The Labor Department's Bureau of Labor Statistics offers a rough estimate of the imbalance in the demand for jobs as opposed to the supply. Each month since December 2000, it has surveyed the number of job vacancies across the country and compared it with the number of unemployed job seekers. On average, there were 2.6 job seekers for every job opening over the first 41 months of the survey. That ratio would have been even higher, according to the bureau, if the calculation had included the millions of people who stopped looking for work because they did not believe that they could get decent jobs.

So the demand for jobs is considerably greater than the supply, and the supply is not what the reigning theory says it is. Most of the unfilled jobs pay low wages and require relatively little skill, often less than the jobholder has. From the spring of 2003 to the spring of 2004, for example, more than 55 percent of the hiring was at wages of $13.25 an hour or less: hotel and restaurant workers, health care employees, temporary replacements and the like.
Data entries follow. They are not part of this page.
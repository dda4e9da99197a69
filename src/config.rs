//! Configuration constants and the serde-backed configuration document.

use crate::core::{Coordinate, GeofenceDefinition, GeofenceError};
use serde::{Deserialize, Serialize};
use thiserror::Error;

/// Latitude of the fence center used when nothing else is configured.
pub const DEFAULT_LATITUDE: f64 = 6.438912;
/// Longitude of the fence center used when nothing else is configured.
pub const DEFAULT_LONGITUDE: f64 = 3.5618816;
/// Fence radius used when nothing else is configured, in meters.
pub const DEFAULT_RADIUS_METERS: f64 = 500.0;
/// Title attached to every geofence notification.
pub const DEFAULT_NOTIFICATION_TITLE: &str = "Geofence Alert";

/// Errors that can occur while loading configuration
#[derive(Debug, Error)]
pub enum ConfigError {
    #[error("Failed to parse configuration: {0}")]
    Parse(String),

    #[error("Configured fence is invalid: {0}")]
    InvalidDefinition(#[from] GeofenceError),
}

/// How notifications are presented.
///
/// Constructed once at startup and handed to whatever delivers
/// notifications; the monitor never reads it.
#[derive(Clone, Debug, PartialEq, Serialize, Deserialize)]
#[serde(default)]
pub struct NotificationConfig {
    pub title: String,
    /// When false, transitions are still detected but nothing is delivered
    pub show_alert: bool,
    pub play_sound: bool,
    pub set_badge: bool,
}

impl Default for NotificationConfig {
    fn default() -> Self {
        Self {
            title: DEFAULT_NOTIFICATION_TITLE.to_string(),
            show_alert: true,
            play_sound: false,
            set_badge: false,
        }
    }
}

/// Raw fence values as they appear in configuration.
#[derive(Clone, Debug, PartialEq, Serialize, Deserialize)]
#[serde(default)]
pub struct FenceConfig {
    pub latitude: f64,
    pub longitude: f64,
    pub radius_meters: f64,
}

impl Default for FenceConfig {
    fn default() -> Self {
        Self {
            latitude: DEFAULT_LATITUDE,
            longitude: DEFAULT_LONGITUDE,
            radius_meters: DEFAULT_RADIUS_METERS,
        }
    }
}

/// Top-level configuration document.
///
/// Missing sections and fields fall back to the defaults above.
///
/// # Example
///
/// ```rust
/// use geofence::config::GeofenceConfig;
///
/// let config = GeofenceConfig::from_json_str(r#"{ "fence": { "radius_meters": 250.0 } }"#).unwrap();
/// let fence = config.fence_definition().unwrap();
///
/// assert_eq!(fence.radius_meters(), 250.0);
/// assert_eq!(fence.center().latitude, 6.438912);
/// assert_eq!(config.notification.title, "Geofence Alert");
/// ```
#[derive(Clone, Debug, Default, PartialEq, Serialize, Deserialize)]
#[serde(default)]
pub struct GeofenceConfig {
    pub fence: FenceConfig,
    pub notification: NotificationConfig,
}

impl GeofenceConfig {
    /// Parse a JSON configuration document.
    pub fn from_json_str(json: &str) -> Result<Self, ConfigError> {
        serde_json::from_str(json).map_err(|e| ConfigError::Parse(e.to_string()))
    }

    /// Validate the configured fence into a core definition.
    pub fn fence_definition(&self) -> Result<GeofenceDefinition, ConfigError> {
        let center = Coordinate::new(self.fence.latitude, self.fence.longitude)?;
        Ok(GeofenceDefinition::new(center, self.fence.radius_meters)?)
    }
}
That trend is likely to continue. Seven of the 10 occupations expected to grow the fastest from 2002 through 2012, according to the Labor Department, pay less than $13.25 an hour, on average: retail salesclerks, customer service representatives, food service workers, cashiers, janitors, nurse's aides and hospital orderlies.

From an excerpt from an upcoming book, The Disposable American: Layoffs and Their Consequences by Louis Uchitelle, an economics writer for The New York Times. Depressing as shit, but go read it anyway.

They could have cut this quite a bit; the details of the United airlines aircraft refurbishment plant in Indiana are interesting but not exactly on point. The blame-the-workers-who-were-so-stupid-as-to-expect-respect along with top wages I could have done without too.

But the picture here is of the stratification, not the stratosphere. We are becoming two Americas indeed, and the once mighty middle class is getting mighty thin in between the two.

The $13.25 threshold is important. More than 45 percent of the nation's workers, whatever their skills, earned less than $13.25 an hour in 2004, or $27,600 a year for a full-time worker. That is roughly the income that a family of four must have in many parts of the country to maintain a standard of living minimally above the poverty level. Surely lack of skill and education does not hold down the wages of nearly half the work force.

Something quite different seems to be true: the oversupply of skilled workers is driving people into jobs beneath their skills and driving down the pay of jobs equal to their skills.

What was that quote the other day by Treasury Secretary Snow(job)? Something about how "market forces are doing an adequate job" determining the pay of CEOs. Wonder what the CEO of United Airlines got last year?